Here’s what I found.  Bell presents honest questions that evangelicals need to take seriously.  Too many of us do not have an outsider’s pulse on what the Gospel we are presenting looks like from the outside.  The God we talk about seems like a schizophrenic, or a bigot, or a tyrant, or some combination thereof.  His definition of hell less as a geographic location and more as a state of being as the natural consequence of our separation from God entails that in some sense people are experiencing hell already.  Thus a Gospel emphasis on hell may be counterproductive, when people need to discover the transforming love of Jesus Christ.

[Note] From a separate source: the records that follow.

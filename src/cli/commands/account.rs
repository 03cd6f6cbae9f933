use tracing::info;

use cashflow_domain::{normalize_currency, Account, Category};

use crate::cli::{output::money, AccountCommand, CategoryCommand, CliContext};
use crate::errors::{CliError, CliResult};

pub fn run(ctx: &mut CliContext, action: AccountCommand) -> CliResult {
    match action {
        AccountCommand::Add {
            name,
            kind,
            balance,
            as_of,
            currency,
            credit_limit,
        } => {
            let user = ctx.user()?;
            let currency = normalize_currency(currency.as_deref().unwrap_or(&ctx.config.currency))?;
            if name.trim().is_empty() {
                return Err(CliError::Input("account name must not be empty".into()));
            }
            let as_of = as_of.unwrap_or_else(|| ctx.today());
            let mut account = Account::new(user, name.trim(), kind, currency, balance, as_of);
            if let Some(limit) = credit_limit {
                account = account.with_credit_limit(limit);
            }
            let id = ctx.store.add_account(account.clone())?;
            info!(account_id = %id, %kind, "account added");
            if ctx.out.is_json() {
                return ctx.out.json(&account);
            }
            ctx.out.success(format!("Added account {} ({id})", account.name));
            Ok(())
        }
        AccountCommand::List => {
            let user = ctx.user()?;
            let accounts: Vec<&Account> = ctx
                .store
                .data()
                .accounts
                .iter()
                .filter(|account| account.user_id == user)
                .collect();
            if ctx.out.is_json() {
                return ctx.out.json(&accounts);
            }
            ctx.out.header("Accounts");
            let rows: Vec<Vec<String>> = accounts
                .iter()
                .map(|account| {
                    vec![
                        account.id.to_string(),
                        account.name.clone(),
                        account.kind.to_string(),
                        money(account.initial_balance, &account.currency),
                        account.initial_balance_date.to_string(),
                        if account.is_active { "yes" } else { "no" }.to_string(),
                    ]
                })
                .collect();
            ctx.out
                .table(&["ID", "Name", "Kind", "Balance", "As of", "Active"], &rows);
            Ok(())
        }
    }
}

pub fn run_category(ctx: &mut CliContext, action: CategoryCommand) -> CliResult {
    match action {
        CategoryCommand::Add { name, kind } => {
            let user = ctx.user()?;
            if name.trim().is_empty() {
                return Err(CliError::Input("category name must not be empty".into()));
            }
            let category = Category::new(user, name.trim(), kind);
            let id = ctx.store.add_category(category.clone())?;
            info!(category_id = %id, %kind, "category added");
            if ctx.out.is_json() {
                return ctx.out.json(&category);
            }
            ctx.out.success(format!("Added category {} ({id})", category.name));
            Ok(())
        }
        CategoryCommand::List => {
            let user = ctx.user()?;
            let categories: Vec<&Category> = ctx
                .store
                .data()
                .categories
                .iter()
                .filter(|category| category.is_system || category.user_id == Some(user))
                .collect();
            if ctx.out.is_json() {
                return ctx.out.json(&categories);
            }
            ctx.out.header("Categories");
            let rows: Vec<Vec<String>> = categories
                .iter()
                .map(|category| {
                    vec![
                        category.id.to_string(),
                        category.name.clone(),
                        category.kind.to_string(),
                        if category.is_system { "system" } else { "" }.to_string(),
                    ]
                })
                .collect();
            ctx.out.table(&["ID", "Name", "Kind", ""], &rows);
            Ok(())
        }
    }
}
//! Per-occurrence overrides attached to a rule and a concrete date.

use std::fmt;

use chrono::{DateTime, NaiveDate, Utc};
use rust_decimal::Decimal;
use serde::{Deserialize, Serialize};
use uuid::Uuid;

use crate::{money, DomainError};

/// Lifecycle of a materialized occurrence.
#[derive(Debug, Clone, Copy, Serialize, Deserialize, PartialEq, Eq, Hash)]
#[serde(rename_all = "lowercase")]
pub enum InstanceStatus {
    Pending,
    Completed,
    Confirmed,
}

impl fmt::Display for InstanceStatus {
    fn fmt(&self, f: &mut fmt::Formatter<'_>) -> fmt::Result {
        let label = match self {
            InstanceStatus::Pending => "pending",
            InstanceStatus::Completed => "completed",
            InstanceStatus::Confirmed => "confirmed",
        };
        f.write_str(label)
    }
}

/// Override or suppression of a single occurrence, keyed by `(rule_id, date)`.
#[derive(Debug, Clone, Serialize, Deserialize, PartialEq)]
pub struct RuleException {
    pub id: Uuid,
    pub rule_id: Uuid,
    pub date: NaiveDate,
    #[serde(default, skip_serializing_if = "Option::is_none")]
    pub amount: Option<Decimal>,
    #[serde(default, skip_serializing_if = "Option::is_none")]
    pub note: Option<String>,
    #[serde(default, skip_serializing_if = "Option::is_none")]
    pub account_id: Option<Uuid>,
    #[serde(default, skip_serializing_if = "Option::is_none")]
    pub to_account_id: Option<Uuid>,
    #[serde(default, skip_serializing_if = "Option::is_none")]
    pub status: Option<InstanceStatus>,
    #[serde(default)]
    pub is_deleted: bool,
    #[serde(default, skip_serializing_if = "Option::is_none")]
    pub completed_at: Option<DateTime<Utc>>,
    #[serde(default, skip_serializing_if = "Option::is_none")]
    pub confirmed_at: Option<DateTime<Utc>>,
}

impl RuleException {
    /// An exception with no overrides yet. Not valid until something is set.
    pub fn new(rule_id: Uuid, date: NaiveDate) -> Self {
        Self {
            id: Uuid::new_v4(),
            rule_id,
            date,
            amount: None,
            note: None,
            account_id: None,
            to_account_id: None,
            status: None,
            is_deleted: false,
            completed_at: None,
            confirmed_at: None,
        }
    }

    /// Suppresses the occurrence at `date`.
    pub fn deleted(rule_id: Uuid, date: NaiveDate) -> Self {
        Self {
            is_deleted: true,
            ..Self::new(rule_id, date)
        }
    }

    pub fn has_overrides(&self) -> bool {
        self.amount.is_some()
            || self.note.is_some()
            || self.account_id.is_some()
            || self.to_account_id.is_some()
            || self.status.is_some()
            || self.completed_at.is_some()
            || self.confirmed_at.is_some()
    }

    pub fn validate(&self) -> Result<(), DomainError> {
        if !self.is_deleted && !self.has_overrides() {
            return Err(DomainError::EmptyException);
        }
        if let Some(amount) = self.amount {
            money::ensure_positive(amount)?;
        }
        Ok(())
    }
}

/// Sparse exception edit. Merging onto an existing exception keeps its unset fields.
#[derive(Debug, Clone, Default, Serialize, Deserialize, PartialEq)]
pub struct ExceptionPatch {
    #[serde(default)]
    pub amount: Option<Decimal>,
    #[serde(default)]
    pub note: Option<String>,
    #[serde(default)]
    pub account_id: Option<Uuid>,
    #[serde(default)]
    pub to_account_id: Option<Uuid>,
    #[serde(default)]
    pub status: Option<InstanceStatus>,
    #[serde(default)]
    pub is_deleted: Option<bool>,
    #[serde(default)]
    pub completed_at: Option<DateTime<Utc>>,
    #[serde(default)]
    pub confirmed_at: Option<DateTime<Utc>>,
}

impl ExceptionPatch {
    pub fn delete() -> Self {
        Self {
            is_deleted: Some(true),
            ..Self::default()
        }
    }

    pub fn confirm(account_id: Uuid, at: DateTime<Utc>) -> Self {
        Self {
            account_id: Some(account_id),
            status: Some(InstanceStatus::Confirmed),
            confirmed_at: Some(at),
            ..Self::default()
        }
    }

    pub fn is_empty(&self) -> bool {
        *self == ExceptionPatch::default()
    }

    /// Builds the exception that results from applying this patch to `existing`
    /// (or to a blank exception for `rule_id`/`date` when none exists yet).
    pub fn merge(
        &self,
        existing: Option<&RuleException>,
        rule_id: Uuid,
        date: NaiveDate,
    ) -> Result<RuleException, DomainError> {
        let base = existing
            .cloned()
            .unwrap_or_else(|| RuleException::new(rule_id, date));
        let merged = RuleException {
            amount: self.amount.map(money::normalize_amount).or(base.amount),
            note: self.note.clone().or(base.note),
            account_id: self.account_id.or(base.account_id),
            to_account_id: self.to_account_id.or(base.to_account_id),
            status: self.status.or(base.status),
            is_deleted: self.is_deleted.unwrap_or(base.is_deleted),
            completed_at: self.completed_at.or(base.completed_at),
            confirmed_at: self.confirmed_at.or(base.confirmed_at),
            ..base
        };
        merged.validate()?;
        Ok(merged)
    }
}
//! Applies a per-date exception to a rule occurrence.

use chrono::NaiveDate;

use cashflow_domain::{
    AccountKind, InstanceStatus, RecurrenceRule, RuleException, TransactionInstance,
};

/// Materializes the occurrence of `rule` at `date`, or `None` when it is suppressed.
///
/// Amount, note, account and destination come from the exception when it sets
/// them. Name, category and currency always come from the rule.
pub fn apply(
    rule: &RecurrenceRule,
    date: NaiveDate,
    exception: Option<&RuleException>,
    today: NaiveDate,
) -> Option<TransactionInstance> {
    if exception.is_some_and(|exc| exc.is_deleted) {
        return None;
    }

    let amount = exception
        .and_then(|exc| exc.amount)
        .unwrap_or(rule.amount);
    let note = match exception.and_then(|exc| exc.note.clone()) {
        Some(note) => Some(note),
        None => rule.note.clone(),
    };
    let account_id = exception
        .and_then(|exc| exc.account_id)
        .unwrap_or(rule.account_id);
    let to_account_id = exception
        .and_then(|exc| exc.to_account_id)
        .or(rule.to_account_id);

    Some(TransactionInstance {
        date,
        rule_id: rule.id,
        exception_id: exception.map(|exc| exc.id),
        name: rule.name.clone(),
        amount,
        currency: rule.currency.clone(),
        account_id,
        to_account_id,
        category_id: rule.category_id,
        note,
        is_exception: exception.is_some(),
        is_recurring: rule.is_recurring(),
        is_deleted: false,
        status: default_status(date, exception, today),
    })
}

/// Status before the account kind is known: explicit status, else by date.
pub fn default_status(
    date: NaiveDate,
    exception: Option<&RuleException>,
    today: NaiveDate,
) -> InstanceStatus {
    if let Some(status) = exception.and_then(|exc| exc.status) {
        return status;
    }
    if date > today {
        InstanceStatus::Pending
    } else {
        InstanceStatus::Completed
    }
}

/// Whether a past occurrence still needs the user to say where the money went.
///
/// Only placeholder (planning) accounts hold instances that need confirmation;
/// elsewhere a completed instance is final.
pub fn needs_confirmation(instance: &TransactionInstance, account_kind: AccountKind) -> bool {
    account_kind == AccountKind::Planning && instance.status == InstanceStatus::Completed
}

#[cfg(test)]
mod tests {
    use super::*;
    use cashflow_domain::Schedule;
    use rust_decimal::Decimal;
    use uuid::Uuid;

    fn date(y: i32, m: u32, d: u32) -> NaiveDate {
        NaiveDate::from_ymd_opt(y, m, d).unwrap()
    }

    fn rule() -> RecurrenceRule {
        RecurrenceRule {
            id: Uuid::new_v4(),
            user_id: Uuid::new_v4(),
            account_id: Uuid::new_v4(),
            to_account_id: None,
            category_id: Uuid::new_v4(),
            name: "Gym".into(),
            amount: Decimal::new(4000, 2),
            currency: "EUR".into(),
            note: Some("membership".into()),
            schedule: Schedule::Monthly { day_of_month: 3 },
            start_date: date(2025, 1, 3),
            end_date: None,
        }
    }

    #[test]
    fn plain_occurrence_copies_rule_fields() {
        let rule = rule();
        let instance = apply(&rule, date(2025, 2, 3), None, date(2025, 1, 10)).unwrap();
        assert_eq!(instance.amount, rule.amount);
        assert_eq!(instance.account_id, rule.account_id);
        assert_eq!(instance.note.as_deref(), Some("membership"));
        assert!(!instance.is_exception);
        assert!(instance.is_recurring);
        assert_eq!(instance.status, InstanceStatus::Pending);
    }

    #[test]
    fn exception_overrides_only_its_fields() {
        let rule = rule();
        let mut exception = RuleException::new(rule.id, date(2025, 2, 3));
        exception.amount = Some(Decimal::new(2000, 2));
        let instance = apply(&rule, exception.date, Some(&exception), date(2025, 1, 10)).unwrap();
        assert_eq!(instance.amount, Decimal::new(2000, 2));
        assert_eq!(instance.note, rule.note);
        assert_eq!(instance.name, rule.name);
        assert_eq!(instance.exception_id, Some(exception.id));
        assert!(instance.is_exception);
    }

    #[test]
    fn deleted_exception_suppresses_occurrence() {
        let rule = rule();
        let exception = RuleException::deleted(rule.id, date(2025, 2, 3));
        assert!(apply(&rule, exception.date, Some(&exception), date(2025, 1, 1)).is_none());
    }

    #[test]
    fn status_defaults_by_date_and_respects_explicit_value() {
        let today = date(2025, 3, 1);
        assert_eq!(default_status(date(2025, 3, 1), None, today), InstanceStatus::Completed);
        assert_eq!(default_status(date(2025, 3, 2), None, today), InstanceStatus::Pending);

        let mut exception = RuleException::new(Uuid::new_v4(), date(2025, 2, 1));
        exception.status = Some(InstanceStatus::Confirmed);
        assert_eq!(
            default_status(exception.date, Some(&exception), today),
            InstanceStatus::Confirmed
        );
    }

    #[test]
    fn only_planning_accounts_need_confirmation() {
        let rule = rule();
        let instance = apply(&rule, date(2025, 1, 3), None, date(2025, 2, 1)).unwrap();
        assert!(needs_confirmation(&instance, AccountKind::Planning));
        assert!(!needs_confirmation(&instance, AccountKind::Checking));
    }
}
//! Shared traits and calendar helpers.

use chrono::{Datelike, Duration, NaiveDate};
use uuid::Uuid;

/// Sentinel `day_of_month` value meaning "last calendar day of the month".
pub const LAST_DAY_OF_MONTH: i32 = -1;

/// Entities scoped to a single owner.
pub trait Owned {
    fn user_id(&self) -> Uuid;

    fn is_owned_by(&self, user_id: Uuid) -> bool {
        self.user_id() == user_id
    }
}

/// Number of days in `month` of `year`.
pub fn days_in_month(year: i32, month: u32) -> u32 {
    let (next_year, next_month) = if month == 12 {
        (year + 1, 1)
    } else {
        (year, month + 1)
    };
    NaiveDate::from_ymd_opt(next_year, next_month, 1)
        .and_then(|first_next| first_next.pred_opt())
        .map(|last| last.day())
        .unwrap_or(28)
}

/// Resolves a recurrence day inside a concrete month.
///
/// `-1` selects the last day of the month. Any other request larger than the
/// month's length clamps to the last day (31 in February gives the 28th or 29th).
pub fn resolve_day(year: i32, month: u32, day_of_month: i32) -> NaiveDate {
    let last = days_in_month(year, month);
    let day = if day_of_month == LAST_DAY_OF_MONTH {
        last
    } else {
        (day_of_month.max(1) as u32).min(last)
    };
    NaiveDate::from_ymd_opt(year, month, day).unwrap_or(NaiveDate::MAX)
}

/// Returns the month following `(year, month)`.
pub fn next_month(year: i32, month: u32) -> (i32, u32) {
    if month >= 12 {
        (year + 1, 1)
    } else {
        (year, month + 1)
    }
}

/// Shifts a date by a signed number of days, saturating at the calendar bounds.
pub fn shift_days(date: NaiveDate, days: i64) -> NaiveDate {
    date.checked_add_signed(Duration::days(days))
        .unwrap_or(if days < 0 { NaiveDate::MIN } else { NaiveDate::MAX })
}

#[cfg(test)]
mod tests {
    use super::*;

    fn date(y: i32, m: u32, d: u32) -> NaiveDate {
        NaiveDate::from_ymd_opt(y, m, d).unwrap()
    }

    #[test]
    fn days_in_month_handles_leap_years() {
        assert_eq!(days_in_month(2024, 2), 29);
        assert_eq!(days_in_month(2025, 2), 28);
        assert_eq!(days_in_month(2025, 12), 31);
        assert_eq!(days_in_month(2025, 4), 30);
    }

    #[test]
    fn resolve_day_clamps_to_month_length() {
        assert_eq!(resolve_day(2025, 2, 31), date(2025, 2, 28));
        assert_eq!(resolve_day(2024, 2, 30), date(2024, 2, 29));
        assert_eq!(resolve_day(2025, 4, 31), date(2025, 4, 30));
        assert_eq!(resolve_day(2025, 1, 15), date(2025, 1, 15));
    }

    #[test]
    fn resolve_day_last_day_sentinel() {
        assert_eq!(resolve_day(2025, 2, LAST_DAY_OF_MONTH), date(2025, 2, 28));
        assert_eq!(resolve_day(2025, 1, LAST_DAY_OF_MONTH), date(2025, 1, 31));
        assert_eq!(resolve_day(2024, 2, LAST_DAY_OF_MONTH), date(2024, 2, 29));
    }

    #[test]
    fn next_month_rolls_year() {
        assert_eq!(next_month(2025, 12), (2026, 1));
        assert_eq!(next_month(2025, 3), (2025, 4));
    }
}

Also, Bell is going to irritate Calvinists.  Those people who are more Calvinist than Calvin ever was are bound to find Bell’s deference to choice unnerving, and they’ll toss around words like “Arminian” and “Pelagian” like curses.  Yet, he affirms in quite strong terms that “God gets what God wants.”  That’s a strong view on God’s sovereignty.  But when Bell starts quoting those verses about Christ reconciling the “world” to himself (as opposed to the just the “elect”), the hard-core Calvinist gets slapped on the other cheek.  Bell never says point blank that all will be saved.  But his pastoral way of tempering certain understandings of heaven, hell, sovereignty, and the ordo salutis (the way salvation works) is bound to ruffle feathers.

Negatively, Bell fails to address adequately questions about the wrath of God in relation to judgment.  He strongly confirms that God has no tolerance for injustice that results from human sin, but he is a little squishy on how that gets rectified.  He is uneasy with the portrayal of Jesus as someone who keeps an angry God from beating us like an alcoholic father, yet he neither denies nor clarifies how the atonement works, strictly speaking.  Now I am steeped in “penal substitutionary” belief, myself, yet I have always understood it in the way portrayed with Abraham and the smoking firepot—even if we can’t keep up our end of the covenant, God will take the punishment on himself.  I was literally brought to tears in my Old Testament class over that loving understanding of God.   Bell never mentions that the propitiation of God can and should be seen as an entirely loving act.

There are other points I can make.  I find Bell’s book challenging and compelling in good ways.  While I do not believe he’s a universalist, I can see how his thought can be nudged in that direction.  At the same time, I am always aghast at how the intolerance virus from the Modernist/Fundamentalist debates still rears it’s ugly head in self-proclaimed American evangelicals whose original mid-20th Century intention was exactly not to be the bigots their fathers were—actually engaging the culture and not dismissing things out of hand.  I guess I too am always relearning the lesson that those who seek to follow Christ are both saints and sinners at the same time.  Lord, deliver us from our lack of charity toward others with whom we disagree.